◆ ASSIGNMENT:
In the records below, begin at the line that has "does not deserialize." and stop after the line that has "let mut attached = HashMap::new();"; quote those lines verbatim and nothing more.

◆ ◆ ◆

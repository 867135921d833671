//! Core implementation of the Markdown processor.
//!
//! Rendering happens in two passes. The first lifts options blocks out of the
//! source, blanking their lines so that line numbers still match the original
//! document. The second parses the remaining markdown with comrak, hands each
//! options block to the first fenced code block comrak finds after it, and
//! swaps every fenced code block for its embellished HTML.
use std::{collections::HashMap, iter, ops::RangeInclusive};

use comrak::{
  Arena,
  nodes::{AstNode, NodeHtmlBlock, NodeValue},
  options::Options,
  parse_document,
};
use log::{debug, trace};

use super::{
  code_block::render_code_block,
  error::{ProcessorError, ProcessorResult},
  types::{MarkdownOptions, MarkdownProcessor},
};
use crate::{
  options::{
    CodeBlockOptions,
    OptionsBlock,
    PendingOptions,
    opens_options_block,
    read_options_block,
  },
  types::MarkdownResult,
  utils::is_valid_class_prefix,
};

/// Markdown with its options blocks removed.
#[derive(Debug, Default)]
struct Preprocessed {
  /// Source with every options block line blanked.
  markdown: String,
  /// Options blocks in document order.
  blocks:   Vec<OptionsBlock>,
}

impl MarkdownProcessor {
  /// Create a new `MarkdownProcessor` with the given options.
  #[must_use]
  pub const fn new(options: MarkdownOptions) -> Self {
    Self { options }
  }

  /// Access processor options.
  #[must_use]
  pub const fn options(&self) -> &MarkdownOptions {
    &self.options
  }

  /// Check if a specific feature is enabled.
  #[must_use]
  pub const fn has_feature(&self, feature: ProcessorFeature) -> bool {
    match feature {
      ProcessorFeature::Gfm => self.options.gfm,
      ProcessorFeature::LineNumbers => self.options.line_numbers,
      ProcessorFeature::OptionsBlocks => self.options.options_blocks,
    }
  }

  /// Render Markdown to HTML.
  ///
  /// # Errors
  ///
  /// Returns an error if an options block is malformed or left without a
  /// code block to apply to, if a code block's line ranges are invalid, or if
  /// a class prefix is not usable in a class attribute.
  pub fn render(&self, markdown: &str) -> ProcessorResult<MarkdownResult> {
    if let Some(prefix) = self
      .options
      .class_prefix
      .as_deref()
      .filter(|p| !is_valid_class_prefix(p))
    {
      return Err(ProcessorError::InvalidClassPrefix(prefix.to_string()));
    }

    let preprocessed = if self.options.options_blocks {
      self.preprocess(markdown)?
    } else {
      Preprocessed {
        markdown: markdown.to_string(),
        blocks:   Vec::new(),
      }
    };

    self.convert_to_html(&preprocessed)
  }

  /// Lift options blocks out of `content`.
  ///
  /// Markers are only recognized outside the code blocks comrak finds in
  /// `content`.
  fn preprocess(&self, content: &str) -> ProcessorResult<Preprocessed> {
    if !content.lines().any(opens_options_block) {
      return Ok(Preprocessed {
        markdown: content.to_string(),
        blocks:   Vec::new(),
      });
    }

    let mut result = Preprocessed {
      markdown: String::with_capacity(content.len()),
      blocks:   Vec::new(),
    };
    let mut code_spans = self.code_line_spans(content).into_iter().peekable();
    let mut lines = content.lines().enumerate();

    while let Some((index, line)) = lines.next() {
      let line_number = index + 1;
      while code_spans
        .next_if(|span| *span.end() < line_number)
        .is_some()
      {}
      let in_code = code_spans
        .peek()
        .is_some_and(|span| span.contains(&line_number));

      if !in_code && opens_options_block(line) {
        let markdown = &mut result.markdown;
        let mut block_lines = iter::once(line)
          .chain(lines.by_ref().map(|(_, line)| line))
          .inspect(|_| markdown.push('\n'));

        if let Some(block) = read_options_block(line_number, &mut block_lines)? {
          trace!(
            "Found options block at line {}, column {}",
            block.line(),
            block.column()
          );
          result.blocks.push(block);
        }
        continue;
      }

      result.markdown.push_str(line);
      result.markdown.push('\n');
    }

    Ok(result)
  }

  /// Source lines covered by code blocks, fenced or indented, in document
  /// order.
  fn code_line_spans(&self, content: &str) -> Vec<RangeInclusive<usize>> {
    let arena = Arena::new();
    let options = self.comrak_options();
    let root = parse_document(&arena, content, &options);

    root
      .descendants()
      .filter_map(|node| {
        let data = node.data.borrow();
        match data.value {
          NodeValue::CodeBlock(_) => {
            Some(data.sourcepos.start.line..=data.sourcepos.end.line)
          },
          _ => None,
        }
      })
      .collect()
  }

  /// Convert preprocessed markdown to HTML using comrak and configured
  /// options.
  fn convert_to_html(
    &self,
    preprocessed: &Preprocessed,
  ) -> ProcessorResult<MarkdownResult> {
    let arena = Arena::new();
    let options = self.comrak_options();
    let root = parse_document(&arena, &preprocessed.markdown, &options);

    let code_options =
      attach_options(&preprocessed.blocks, &fenced_code_lines(root))?;
    let annotated_code_blocks =
      self.embellish_code_blocks(root, &code_options)?;

    let mut html = String::new();
    comrak::format_html(root, &options, &mut html)?;

    Ok(MarkdownResult {
      html,
      annotated_code_blocks,
    })
  }

  /// Replace every fenced code block under `root` with its rendered HTML.
  ///
  /// Returns the number of blocks that carried an options block.
  fn embellish_code_blocks<'a>(
    &self,
    root: &'a AstNode<'a>,
    code_options: &HashMap<usize, CodeBlockOptions>,
  ) -> ProcessorResult<usize> {
    let defaults = CodeBlockOptions::default();
    let mut annotated = 0;

    for node in root.descendants() {
      let mut data = node.data.borrow_mut();
      let line = data.sourcepos.start.line;

      let html = match &data.value {
        NodeValue::CodeBlock(code) if code.fenced => {
          let options = code_options.get(&line);
          if options.is_some() {
            annotated += 1;
          }
          render_code_block(
            &code.literal,
            &code.info,
            options.unwrap_or(&defaults),
            &self.options,
            line,
          )?
        },
        _ => continue,
      };

      data.value = NodeValue::HtmlBlock(NodeHtmlBlock {
        block_type: 0,
        literal:    html,
      });
    }

    Ok(annotated)
  }

  /// Build comrak options from `MarkdownOptions` and feature flags.
  fn comrak_options(&self) -> Options<'_> {
    let mut options = Options::default();
    if self.options.gfm {
      options.extension.table = true;
      options.extension.footnotes = true;
      options.extension.strikethrough = true;
      options.extension.tasklist = true;
      options.extension.autolink = true;
    }
    // Embellished code blocks are emitted as raw HTML.
    options.render.r#unsafe = true;
    options
  }
}

/// Start lines of the fenced code blocks under `root`, ascending.
fn fenced_code_lines<'a>(root: &'a AstNode<'a>) -> Vec<usize> {
  let mut lines: Vec<usize> = root
    .descendants()
    .filter_map(|node| {
      let data = node.data.borrow();
      match &data.value {
        NodeValue::CodeBlock(code) if code.fenced => {
          Some(data.sourcepos.start.line)
        },
        _ => None,
      }
    })
    .collect();
  lines.sort_unstable();
  lines
}

/// Hand each options block to the first fenced code block starting after it.
///
/// Returns the deserialized options keyed by the start line of their code
/// block.
///
/// # Errors
///
/// Returns an error if a block is followed by another options block before
/// any fenced code block, if no fenced code block follows it at all, or if it
/// does not deserialize.
fn attach_options(
  blocks: &[OptionsBlock],
  fence_lines: &[usize],
) -> ProcessorResult<HashMap<usize, CodeBlockOptions>> {
  let mut pending = PendingOptions::new();
  let mut blocks = blocks.iter().peekable();
  let mut attached = HashMap::new();

  for &fence_line in fence_lines {
    while let Some(block) = blocks.next_if(|block| block.line() < fence_line) {
      pending.stash(block.clone())?;
    }
    if let Some(block) = pending.take() {
      let options: CodeBlockOptions = block.deserialize()?;
      debug!(
        "Attaching options from line {} to code block at line {fence_line}",
        block.line()
      );
      attached.insert(fence_line, options);
    }
  }

  for block in blocks {
    pending.stash(block.clone())?;
  }
  pending.finish()?;

  Ok(attached)
}

/// Features that can be enabled on a processor.
#[derive(Debug, Clone, Copy, PartialEq, Eq)]
pub enum ProcessorFeature {
  /// GitHub Flavored Markdown extensions.
  Gfm,
  /// Line numbers on code blocks by default.
  LineNumbers,
  /// Options blocks preceding code blocks.
  OptionsBlocks,
}

#[cfg(test)]
mod tests {
  use super::*;
  use crate::options::OptionsError;

  fn processor() -> MarkdownProcessor {
    MarkdownProcessor::new(MarkdownOptions::default())
  }

  fn block(line: usize, json: &str) -> OptionsBlock {
    let source = format!("{}o{json}", "\n".repeat(line - 1));
    let mut lines = source.lines().skip(line - 1);
    read_options_block(line, &mut lines)
      .expect("literal closes")
      .expect("line opens an options block")
  }

  #[test]
  fn test_preprocess_keeps_line_numbers() {
    let source =
      "Intro\no{\n  \"title\": \"t\"\n}\n```rust\nfn main() {}\n```\n";
    let preprocessed =
      processor().preprocess(source).expect("valid options block");

    assert_eq!(
      preprocessed.markdown,
      "Intro\n\n\n\n```rust\nfn main() {}\n```\n"
    );
    assert_eq!(preprocessed.markdown.lines().count(), source.lines().count());
    assert_eq!(preprocessed.blocks.len(), 1);
    assert_eq!(preprocessed.blocks[0].line(), 2);
  }

  #[test]
  fn test_preprocess_ignores_markers_in_code() {
    let fenced = "```\no{\"title\": \"t\"}\n```\n";
    let preprocessed =
      processor().preprocess(fenced).expect("nothing to extract");
    assert_eq!(preprocessed.markdown, fenced);
    assert!(preprocessed.blocks.is_empty());

    // A list item's fence is still a fence.
    let listed = "- ```\n  o{}\n  ```\n";
    let preprocessed =
      processor().preprocess(listed).expect("nothing to extract");
    assert!(preprocessed.blocks.is_empty());

    let indented = "Text\n\n    o{}\n";
    let preprocessed =
      processor().preprocess(indented).expect("nothing to extract");
    assert!(preprocessed.blocks.is_empty());
  }

  #[test]
  fn test_attach_to_next_fence() {
    let blocks = [
      block(1, r#"{"title": "a"}"#),
      block(6, r#"{"title": "b"}"#),
    ];
    let attached = attach_options(&blocks, &[2, 4, 7]).expect("all consumed");

    assert_eq!(attached.len(), 2);
    assert_eq!(attached[&2].title.as_deref(), Some("a"));
    assert!(!attached.contains_key(&4));
    assert_eq!(attached[&7].title.as_deref(), Some("b"));
  }

  #[test]
  fn test_attach_orphaned_block() {
    let err = attach_options(&[block(3, "{}")], &[1])
      .expect_err("block never consumed");
    assert!(matches!(
      err,
      ProcessorError::Options(OptionsError::Orphaned { line: 3, column: 2 })
    ));
  }

  #[test]
  fn test_attach_unconsumed_block() {
    let err = attach_options(&[block(1, "{}"), block(2, "{}")], &[3])
      .expect_err("first block never consumed");
    assert!(matches!(
      err,
      ProcessorError::Options(OptionsError::Unconsumed { line: 1, column: 2 })
    ));
  }

  #[test]
  fn test_has_feature() {
    let processor = MarkdownProcessor::new(MarkdownOptions::with_features(
      false, true, false,
    ));
    assert!(!processor.has_feature(ProcessorFeature::Gfm));
    assert!(processor.has_feature(ProcessorFeature::LineNumbers));
    assert!(!processor.has_feature(ProcessorFeature::OptionsBlocks));
  }
}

◆ ◆ ◆

◆ EXPECTED ANSWER:
/// does not deserialize.
fn attach_options(
  blocks: &[OptionsBlock],
  fence_lines: &[usize],
) -> ProcessorResult<HashMap<usize, CodeBlockOptions>> {
  let mut pending = PendingOptions::new();
  let mut blocks = blocks.iter().peekable();
  let mut attached = HashMap::new();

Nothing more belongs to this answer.